[[ Task inputs, beginning ]]

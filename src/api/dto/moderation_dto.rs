//! Moderation DTOs for the admin endpoints.

use serde::{Deserialize, Serialize};
use utoipa::ToSchema;

use super::post_dto::PostDto;

/// Request body for `POST /admin/posts/{id}/reject`.
#[derive(Debug, Default, Deserialize, ToSchema)]
pub struct RejectRequest {
    /// Optional reason shown to the author. Stored as an empty string
    /// when omitted.
    #[serde(default)]
    pub reason: Option<String>,
}

/// Moderation queue listing for `GET /admin/posts/pending`.
#[derive(Debug, Serialize, ToSchema)]
pub struct PendingListResponse {
    /// Pending posts, oldest first.
    pub data: Vec<PostDto>,
    /// Total pending posts.
    pub total: u32,
}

[[ Task inputs, end ]]

What the task requires:
The answer must consist of every line from the data that contains the word "admin".

Exercise solution:
//! Moderation DTOs for the admin endpoints.
/// Request body for `POST /admin/posts/{id}/reject`.
/// Moderation queue listing for `GET /admin/posts/pending`.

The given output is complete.